Re: DocumentSample in Doccat

Posted by Mark G <ma...@apache.org>.

In my local copy I have these methods in the interface:
 Map<String, Double> scoreMap(String text);
 SortedMap<Double, Set<String>> sortedScoreMap(String text);

and these impls of them in the ME impl


  public Map<String, Double> scoreMap(String text) {
    Map<String, Double> probDist = new HashMap<String, Double>();

    double[] categorize = categorize(text);
    int catSize = getNumberOfCategories();
    for (int i = 0; i < catSize; i++) {
      String category = getCategory(i);
      probDist.put(category, categorize[getIndex(category)]);
    }
    return probDist;

  }

  public SortedMap<Double, Set<String>> sortedScoreMap(String text) {
    SortedMap<Double, Set<String>> descendingMap = new TreeMap<Double,
Set<String>>().descendingMap();
    double[] categorize = categorize(text);
    int catSize = getNumberOfCategories();
    for (int i = 0; i < catSize; i++) {
      String category = getCategory(i);
      double score = categorize[getIndex(category)];
      if (descendingMap.containsKey(score)) {
        descendingMap.get(score).add(category);
      } else {
        Set<String> newset = new HashSet<>();
        newset.add(category);
        descendingMap.put(score, newset);
      }
    }
    return descendingMap;
  }


They are pretty simple, but if everyone agrees I can commit them (with some
java docs)





On Sat, Apr 26, 2014 at 8:39 AM, Jörn Kottmann <ko...@gmail.com> wrote:

> On Thu, 2014-04-24 at 19:54 -0300, William Colen wrote:
> > Yes, it looks nice. Maybe we should redo all the DocumentCategorizer
> > interface. It is different from other tools, for example, we can't get
> the
> > best category of one document with only one call, we need to use two
> > methods.
>
> Yes that is right. +1 to change it. Can we deprecate the old methods and
> just add new ones to not break backward compatibility?
>
> Jörn
>
>

Re: DocumentSample in Doccat

Posted by Jörn Kottmann <ko...@gmail.com>.

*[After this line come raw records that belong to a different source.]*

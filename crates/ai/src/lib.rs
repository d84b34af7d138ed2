//! Client for the external text-generation service.
//!
//! The service is an opaque collaborator: one prompt in, freeform text
//! out. There is no retry policy; a failure is logged generically and
//! surfaced as [`AiError`] for the caller to report. Absent credentials
//! disable the feature rather than failing startup.

use serde_json::{json, Value};

use atelier_core::types::Language;

/// Model used when `GEMINI_MODEL` is not set.
const DEFAULT_MODEL: &str = "gemini-3-flash-preview";

#[derive(Debug, thiserror::Error)]
pub enum AiError {
    #[error("Text generation request failed: {0}")]
    Request(#[from] reqwest::Error),

    #[error("Text generation rejected: {status}: {message}")]
    Rejected { status: u16, message: String },

    #[error("Text generation returned no text")]
    EmptyResponse,
}

// ---------------------------------------------------------------------------
// Configuration
// ---------------------------------------------------------------------------

/// Credentials for the generation service.
#[derive(Debug, Clone)]
pub struct GeminiConfig {
    pub api_key: String,
    pub model: String,
}

impl GeminiConfig {
    /// Read `GEMINI_API_KEY` (required) and `GEMINI_MODEL` (optional).
    ///
    /// Returns `None` when the key is unset or blank; the narrative
    /// endpoint then reports the feature as unavailable.
    pub fn from_env() -> Option<Self> {
        let api_key = std::env::var("GEMINI_API_KEY").ok()?;
        if api_key.trim().is_empty() {
            return None;
        }
        let model = std::env::var("GEMINI_MODEL").unwrap_or_else(|_| DEFAULT_MODEL.to_string());
        Some(Self { api_key, model })
    }
}

// ---------------------------------------------------------------------------
// NarrativeGenerator
// ---------------------------------------------------------------------------

/// Drafts design descriptions for the admin panel's narrative tool.
pub struct NarrativeGenerator {
    http: reqwest::Client,
    config: GeminiConfig,
}

impl NarrativeGenerator {
    pub fn new(config: GeminiConfig) -> Self {
        Self {
            http: reqwest::Client::new(),
            config,
        }
    }

    /// Generate a short design description for `brief` in `lang`.
    pub async fn generate(&self, brief: &str, lang: Language) -> Result<String, AiError> {
        let url = format!(
            "https://generativelanguage.googleapis.com/v1beta/models/{}:generateContent?key={}",
            self.config.model, self.config.api_key
        );
        let body = json!({
            "contents": [{
                "parts": [{ "text": build_prompt(brief, lang) }]
            }]
        });

        let response = self.http.post(&url).json(&body).send().await?;
        let status = response.status();
        if !status.is_success() {
            let message = response.text().await.unwrap_or_default();
            tracing::error!(status = status.as_u16(), "Text generation failed");
            return Err(AiError::Rejected {
                status: status.as_u16(),
                message,
            });
        }

        let payload: Value = response.json().await?;
        extract_text(&payload).ok_or(AiError::EmptyResponse)
    }
}

/// The studio's house prompt: a senior interior architect writing a
/// poetic, high-end description in the visitor's language.
fn build_prompt(brief: &str, lang: Language) -> String {
    format!(
        "Act as a senior Interior Architect and Lighting Designer. Write a poetic, \
         high-end design description in {} for the following concept: \"{brief}\".\n\
         Focus on:\n\
         1. Spatial flow and layout.\n\
         2. Lighting atmosphere (natural vs artificial).\n\
         3. Material textures and furniture selection.\n\
         4. The feeling of the space.\n\
         Keep it under 100 words.",
        lang.english_name()
    )
}

/// Pull the first candidate's text out of a `generateContent` response.
fn extract_text(payload: &Value) -> Option<String> {
    let text = payload
        .get("candidates")?
        .get(0)?
        .get("content")?
        .get("parts")?
        .get(0)?
        .get("text")?
        .as_str()?;
    (!text.is_empty()).then(|| text.to_string())
}

// ---------------------------------------------------------------------------
// Tests
// ---------------------------------------------------------------------------
//! Health check handler.

use axum::extract::State;
use axum::Json;
use serde_json::{json, Value};

use crate::state::AppState;

/// GET /health
///
/// Liveness plus the storage mode the server is running in.
pub async fn health_check(State(state): State<AppState>) -> Json<Value> {
    Json(json!({
        "status": "ok",
        "version": env!("CARGO_PKG_VERSION"),
        "online": state.coordinator.is_online(),
    }))
}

On Thu, 2014-04-24 at 19:54 -0300, William Colen wrote:
> Yes, it looks nice. Maybe we should redo all the DocumentCategorizer
> interface. It is different from other tools, for example, we can't get the
> best category of one document with only one call, we need to use two
> methods.

Yes that is right. +1 to change it. Can we deprecate the old methods and
just add new ones to not break backward compatibility?

Jörn

Re: DocumentSample in Doccat

Posted by Mark G <ma...@apache.org>.

William here is another thought, we could include something like this to
return a map sorted descending with the best score on top... so you can
call categoriesAsSortedMap("").firstEntry() to get the best score (which
can be the same for more that one category hence the Set as value)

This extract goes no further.